Objective: To report on the incidence of clinical- and laboratory-defined pancreatitis in HIV-1-infected individuals treated with antiretrovirals (ARVs).
Methods: Pancreatitis incidence rates were calculated based on a Poisson distribution for subjects enrolled in 1 or more of 20 Adult AIDS Clinical Trials Group studies from October 1989 through July 1999.
Results: A total of 8451 subjects were enrolled. The overall pancreatitis rates were 0.61 per 100 person-years (PYs) clinical and 2.23 per 100 PYs clinical/laboratory. Pancreatitis rates for single, dual, and triple nucleoside reverse transcriptase inhibitors (NRTIs) were similar. Rates of pancreatitis in didanosine (ddI) arms seemed to be dose dependent. Pancreatitis rates in ddI/hydroxyurea (HU) arms were not significantly different from the rates for ddI alone. Overall pancreatitis rates for ddI/stavudine (d4T) trials were high at 4.16 per 100 PYs clinical and 6.25 per 100 PYs clinical/laboratory. The highest rates were seen with the combination of indinavir (IDV)/ddI/d4T with or without HU.

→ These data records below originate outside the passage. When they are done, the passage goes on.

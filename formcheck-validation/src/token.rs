// Rule expression tokens

use std::fmt;

/// A rule expression split into its name and optional argument.
///
/// Expressions are either `name` or `name=argument`. Only the first `=` is a
/// delimiter; the argument is kept verbatim, further `=` included.
#[derive(Debug, Clone, Copy, PartialEq, Eq)]
pub struct RuleToken<'a> {
    /// Rule name (everything before the first `=`)
    pub name: &'a str,

    /// Raw argument (everything after the first `=`)
    pub arg: Option<&'a str>,
}

impl<'a> RuleToken<'a> {
    /// Split a raw rule expression.
    ///
    /// No catalog lookup happens here, so unknown names parse fine.
    pub fn parse(expression: &'a str) -> Self {
        match expression.split_once('=') {
            Some((name, arg)) => Self {
                name,
                arg: Some(arg),
            },
            None => Self {
                name: expression,
                arg: None,
            },
        }
    }
}

impl fmt::Display for RuleToken<'_> {
    fn fmt(&self, f: &mut fmt::Formatter<'_>) -> fmt::Result {
        match self.arg {
            Some(arg) => write!(f, "{}={}", self.name, arg),
            None => f.write_str(self.name),
        }
    }
}

#[cfg(test)]
mod tests {
    use super::*;

    #[test]
    fn test_parse_without_argument() {
        let token = RuleToken::parse("required");
        assert_eq!(token.name, "required");
        assert_eq!(token.arg, None);
    }

    #[test]
    fn test_parse_with_argument() {
        let token = RuleToken::parse("min_length=3");
        assert_eq!(token.name, "min_length");
        assert_eq!(token.arg, Some("3"));
    }

    #[test]
    fn test_only_first_equals_splits() {
        let token = RuleToken::parse("equal_to=a=b=c");
        assert_eq!(token.name, "equal_to");
        assert_eq!(token.arg, Some("a=b=c"));
    }

    #[test]
    fn test_empty_argument_is_present() {
        let token = RuleToken::parse("equal_to=");
        assert_eq!(token.arg, Some(""));
    }

    #[test]
    fn test_leading_equals_gives_empty_name() {
        let token = RuleToken::parse("=5");
        assert_eq!(token.name, "");
        assert_eq!(token.arg, Some("5"));
    }

    #[test]
    fn test_display_round_trip() {
        assert_eq!(RuleToken::parse("max_length=10").to_string(), "max_length=10");
        assert_eq!(RuleToken::parse("email").to_string(), "email");
    }
}
//! Rule-chain form validation
//!
//! Validates named input values against ordered chains of named rules and
//! records at most one message per failing field.
//!
//! # Examples
//!
//! ## Validating a form
//!
//! ```
//! use formcheck_validation::{Field, FormValidator};
//! use std::collections::HashMap;
//!
//! let fields = vec![
//!     Field::new("username", ["required", "username", "min_length=3"]),
//!     Field::new("email", ["required", "email"]),
//!     // Optional: an empty value skips every rule
//!     Field::new("age", ["intnumber", "greater_than=17"]),
//! ];
//!
//! let values = HashMap::from([
//!     ("username", "jo"),
//!     ("email", "jo@example.com"),
//!     ("age", ""),
//! ]);
//!
//! let mut validator = FormValidator::new(fields, values);
//! assert!(!validator.validate_form().unwrap());
//! assert_eq!(
//!     validator.errors().get("username"),
//!     Some("This field must be at least 3 characters in length")
//! );
//! assert_eq!(validator.errors().len(), 1);
//! ```
//!
//! ## Single rules
//!
//! ```
//! use formcheck_validation::{MessageCatalog, Rule};
//!
//! let rule: Rule = "exact_length=5".parse().unwrap();
//! let messages = MessageCatalog::english();
//!
//! assert!(rule.check("zip", "28001", &messages).is_ok());
//! assert!(rule.check("zip", "2800", &messages).is_err());
//! ```
//!
//! ## Rule expressions
//!
//! Expressions are `name` or `name=argument`; the argument is everything after
//! the first `=`. Built-in rules: `required`, `alphabetic`, `alphanumeric`,
//! `email`, `intnumber`, `equal_to=<text>`, `exact_length=<n>`,
//! `greater_than=<value>`, `less_than=<value>`, `min_length=<n>`,
//! `max_length=<n>`, `name`, `spanish_dni`, `username`.

mod errors;
mod evaluator;
mod field;
mod form;
mod messages;
mod rules;
mod schema;
mod token;
pub mod validators;

pub use errors::*;
pub use evaluator::*;
pub use field::*;
pub use form::*;
pub use messages::*;
pub use rules::*;
pub use schema::*;
pub use token::*;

Conclusions: The combination of NRTIs and definition has an impact on the incidence of pancreatitis. Standardization of definition and more comprehensive evaluations are needed to determine how much of this pancreatitis is directly caused by ARVs and how much is attributable to preexisting comorbidities and other known risk factors.
Acute pancreatitis is a potentially life-threatening condition that is characterized clinically by abdominal pain, nausea, and vomiting and biochemically by elevations of lipase and/or amylase. Although the annual incidence in the general non-HIV-infected population is relatively low, estimated to be 17 to 30 cases per 100,000 population, the annual incidence of acute pancreatitis in the US HIV population is considerably higher. In the pre-highly active antiretroviral therapy (HAART) era, Dutta et al reported an acute pancreatitis rate of 14 cases per 100 HIV patients over a one year period. This rate may have been exceedingly high because of the comorbid conditions prevalent in their urban HIV clinic population (eg, ethanol use and biliary disease), the use of medications associated with pancreatitis (eg, pentamidine, high-dose didanosine [ddI], corticosteroids, ketoconazole, sulfonamides, metronidazole, isoniazid), HIV itself, and opportunistic infections (eg, cytomegalovirus, cryptosporidiosis, mycobacterial disease).
In a recent cross-protocol analysis representing a large cohort of nearly 3000 subjects prescribed antiretrovirals (ARVs) in the HAART era, the incidence of grade 4 clinical- and/or laboratory-defined pancreatitis was 0.85 per 100 person-years (PYs). Here, we report the incidence of clinical- and clinical/laboratory-defined pancreatitis (grade 3 or 4) by particular ARV treatment regimen in HIV-1-infected individuals enrolled in 20 Adult AIDS Clinical Trials Group (AACTG) clinical trials involving 8451 subjects. This analysis was prompted by the unexpected toxicity findings of severe pancreatitis and death in AACTG 5025, a multicenter, partially blind, prospective, randomized study of 202 HIV-infected subjects, to determine whether therapy intensification with ddI/stavudine (d4T) with or without hydroxyurea (HU) improved long-term rates of virologic suppression. The AACTG terminated 5025 prematurely based on the results of a scheduled interim safety review conducted in September 1999. AACTG 5025 highlights the need to quantify pancreatitis rates observed in other AACTG ARV trials in which ddI was included in at least 1 treatment arm.